WORK ITEM
Reproduce the closing run of lines below verbatim, from the line that contains "pub async fn get_room_thresholds(State(state): State<AppState>)" up to and including the final line.
------ RECORDED DATA ------
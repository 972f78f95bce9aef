use axum::{extract::State, Json};
use power_monitor_core::{
    validate_room_thresholds, validate_threshold_pair, validate_tier_schedule, validate_vat,
    ThresholdPair, TierSchedule,
};

use super::AppState;
use crate::{
    api::models::{
        EmailSettingsRequest, EmailSettingsView, RoomThresholdsBody, SavedResponse, VatRequest,
    },
    error::Result,
    repositories::SettingsChange,
};

async fn save(state: &AppState, change: SettingsChange) -> Result<Json<SavedResponse>> {
    let kind = change.kind();
    state.settings.save(change).await?;
    Ok(Json(SavedResponse::new(kind)))
}

/// POST /api/v1/settings/thresholds
pub async fn save_thresholds(
    State(state): State<AppState>,
    Json(pair): Json<ThresholdPair>,
) -> Result<Json<SavedResponse>> {
    let pair = validate_threshold_pair(pair)?;
    save(&state, SettingsChange::Thresholds(pair)).await
}

/// POST /api/v1/settings/tiers
pub async fn save_tiers(
    State(state): State<AppState>,
    Json(schedule): Json<TierSchedule>,
) -> Result<Json<SavedResponse>> {
    let schedule = validate_tier_schedule(schedule)?;
    save(&state, SettingsChange::Tiers(schedule)).await
}

/// POST /api/v1/settings/vat
pub async fn save_vat(
    State(state): State<AppState>,
    Json(request): Json<VatRequest>,
) -> Result<Json<SavedResponse>> {
    let vat = validate_vat(request.vat)?;
    save(&state, SettingsChange::Vat(vat)).await
}

/// GET /api/v1/settings/room-thresholds
pub async fn get_room_thresholds(State(state): State<AppState>) -> Result<Json<RoomThresholdsBody>> {
    let settings = state.settings.load().await?;

    Ok(Json(RoomThresholdsBody {
        room_thresholds: settings.room_thresholds,
    }))
}

/// POST /api/v1/settings/room-thresholds
/// Replaces the whole map; rooms left out lose their pair
pub async fn save_room_thresholds(
    State(state): State<AppState>,
    Json(body): Json<RoomThresholdsBody>,
) -> Result<Json<SavedResponse>> {
    let rooms = validate_room_thresholds(body.room_thresholds)?;
    save(&state, SettingsChange::RoomThresholds(rooms)).await
}

/// GET /api/v1/settings/email
pub async fn get_email(State(state): State<AppState>) -> Result<Json<EmailSettingsView>> {
    let settings = state.settings.load().await?;

    Ok(Json(EmailSettingsView::from(&settings.email)))
}

/// POST /api/v1/settings/email
pub async fn save_email(
    State(state): State<AppState>,
    Json(request): Json<EmailSettingsRequest>,
) -> Result<Json<SavedResponse>> {
    request.validate()?;

    let current = state.settings.load().await?;
    let email = request.apply_to(&current.email);
    save(&state, SettingsChange::Email(email)).await
}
------
ANSWER SECTION
pub async fn get_room_thresholds(State(state): State<AppState>) -> Result<Json<RoomThresholdsBody>> {
    let settings = state.settings.load().await?;

    Ok(Json(RoomThresholdsBody {
        room_thresholds: settings.room_thresholds,
    }))
}

/// POST /api/v1/settings/room-thresholds
/// Replaces the whole map; rooms left out lose their pair
pub async fn save_room_thresholds(
    State(state): State<AppState>,
    Json(body): Json<RoomThresholdsBody>,
) -> Result<Json<SavedResponse>> {
    let rooms = validate_room_thresholds(body.room_thresholds)?;
    save(&state, SettingsChange::RoomThresholds(rooms)).await
}

/// GET /api/v1/settings/email
pub async fn get_email(State(state): State<AppState>) -> Result<Json<EmailSettingsView>> {
    let settings = state.settings.load().await?;

    Ok(Json(EmailSettingsView::from(&settings.email)))
}

/// POST /api/v1/settings/email
pub async fn save_email(
    State(state): State<AppState>,
    Json(request): Json<EmailSettingsRequest>,
) -> Result<Json<SavedResponse>> {
    request.validate()?;

    let current = state.settings.load().await?;
    let email = request.apply_to(&current.email);
    save(&state, SettingsChange::Email(email)).await
}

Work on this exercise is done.